Assoc Prof Rait said a shortage of GPs in regional areas, where there are more than 200 vacancies compared to just a handful in metropolitan Melbourne, was contributing to poor health outcomes among regional Victorians.
“What is a real concern to the AMA is that life expectancy is going backwards in parts of regional Victoria, which is almost unprecedented. We are seeing things decline particularly for rural women with heart disease, arthritis, cancer, obstetrics, anxiety and depression … and the shortage of GPS probably contributes to those.
“We have a very good health system but we have differences in access particularly for patients in rural and regional Victoria.”
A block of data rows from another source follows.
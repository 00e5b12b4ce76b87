use std::collections::BTreeMap;

use crate::MappingError;
use crate::mapper::{ColumnValues, FieldValues};

/// Related records attached to a record under a relationship name.
#[derive(Debug, Clone, PartialEq)]
pub enum Related {
    /// Single valued relationship (has-one, belongs-to), `None` when there is no target
    One(Option<Box<Record>>),

    /// Collection relationship (has-many, many-to-many)
    Many(Vec<Record>),
}

/// Field values of an entity with its loaded relationships.
#[derive(Debug, Clone, Default, PartialEq)]
pub struct Record {
    values: FieldValues,
    relations: BTreeMap<String, Related>,
}

impl Record {
    /// Record without relations
    pub fn new(values: FieldValues) -> Self {
        Self {
            values,
            relations: BTreeMap::new(),
        }
    }

    /// Field values
    pub fn values(&self) -> &FieldValues {
        &self.values
    }

    /// Mutable field values
    pub fn values_mut(&mut self) -> &mut FieldValues {
        &mut self.values
    }

    /// Attach related records, builder style
    pub fn with_relation(mut self, name: &str, related: Related) -> Self {
        self.set_relation(name, related);
        self
    }

    /// Attach related records
    pub fn set_relation(&mut self, name: &str, related: Related) {
        self.relations.insert(name.to_string(), related);
    }

    /// Related records, `None` when the relation is not loaded
    pub fn relation(&self, name: &str) -> Option<&Related> {
        self.relations.get(name)
    }

    /// Mutable related records
    pub fn relation_mut(&mut self, name: &str) -> Option<&mut Related> {
        self.relations.get_mut(name)
    }

    /// Return true if the relation is loaded.
    pub fn has_relation(&self, name: &str) -> bool {
        self.relations.contains_key(name)
    }

    /// Single related record, `None` when not loaded or without target
    pub fn one(&self, name: &str) -> Option<&Record> {
        match self.relations.get(name) {
            Some(Related::One(Some(record))) => Some(&**record),
            _ => None,
        }
    }

    /// Related records of a collection, empty when not loaded
    pub fn many(&self, name: &str) -> &[Record] {
        match self.relations.get(name) {
            Some(Related::Many(records)) => records,
            _ => &[],
        }
    }

    /// Detach every relation
    pub fn take_relations(&mut self) -> BTreeMap<String, Related> {
        std::mem::take(&mut self.relations)
    }

    /// Names of the loaded relations
    pub fn relation_names(&self) -> Vec<&str> {
        self.relations.keys().map(|name| name.as_str()).collect()
    }
}

impl Related {
    /// Related records, whatever the cardinality
    pub fn records(&self) -> Vec<&Record> {
        match self {
            Self::One(record) => record.iter().map(|record| &**record).collect(),
            Self::Many(records) => records.iter().collect(),
        }
    }

    /// Mutable related records, whatever the cardinality
    pub fn records_mut(&mut self) -> Vec<&mut Record> {
        match self {
            Self::One(record) => record.iter_mut().map(|record| &mut **record).collect(),
            Self::Many(records) => records.iter_mut().collect(),
        }
    }

    /// Convert the related records to typed entities
    pub fn entities<E: Entity>(&self) -> Result<Vec<E>, MappingError> {
        self.records().into_iter().map(E::from_record).collect()
    }
}

/// A typed entity mapped by the descriptor registered under [Entity::KIND].
pub trait Entity: Sized {
    /// Kind of the descriptor mapping this entity
    const KIND: &'static str;

    /// Field values and loaded relations of the entity
    fn to_record(&self) -> Record;

    /// Rebuild the entity from a record
    fn from_record(record: &Record) -> Result<Self, MappingError>;
}

/// A result row that is not an entity (aggregations, partial selections).
pub trait FromColumns: Sized {
    /// Read the row
    fn from_columns(row: &ColumnValues) -> Result<Self, MappingError>;
}

#[cfg(test)]
mod tests {
    use crate::mapper::value;

    use super::*;

    #[test]
    fn one_and_many_accessors_ignore_other_cardinalities() {
        let wallet = Record::new(FieldValues::new().with("id", value::text("wallet-1")));
        let record = Record::default()
            .with_relation("Wallet", Related::One(Some(Box::new(wallet.clone()))))
            .with_relation("Addresses", Related::Many(vec![Record::default()]));

        assert_eq!(Some(&wallet), record.one("Wallet"));
        assert!(record.one("Addresses").is_none());
        assert_eq!(1, record.many("Addresses").len());
        assert!(record.many("Wallet").is_empty());
        assert!(record.many("Products").is_empty());
        assert_eq!(vec!["Addresses", "Wallet"], record.relation_names());
    }

    #[test]
    fn take_relations_detaches_all_relations() {
        let mut record = Record::default().with_relation("Wallet", Related::One(None));

        let relations = record.take_relations();

        assert_eq!(1, relations.len());
        assert!(!record.has_relation("Wallet"));
    }
}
Better access to professional development, building skills through better links with regional hospitals, state government target subsidies for provision of certain services, and support for mental health care, drug and alcohol support, maternal and family planning could all go some way to attracting more GPs, Assoc Prof Rait said.
He also urged the state government to advocate to their federal counterparts on the Medicare rebate freeze, which has reduced the income of regional GPs.
“If we want regional centres to thrive and want to decentralise cities there needs to be adequate health care.”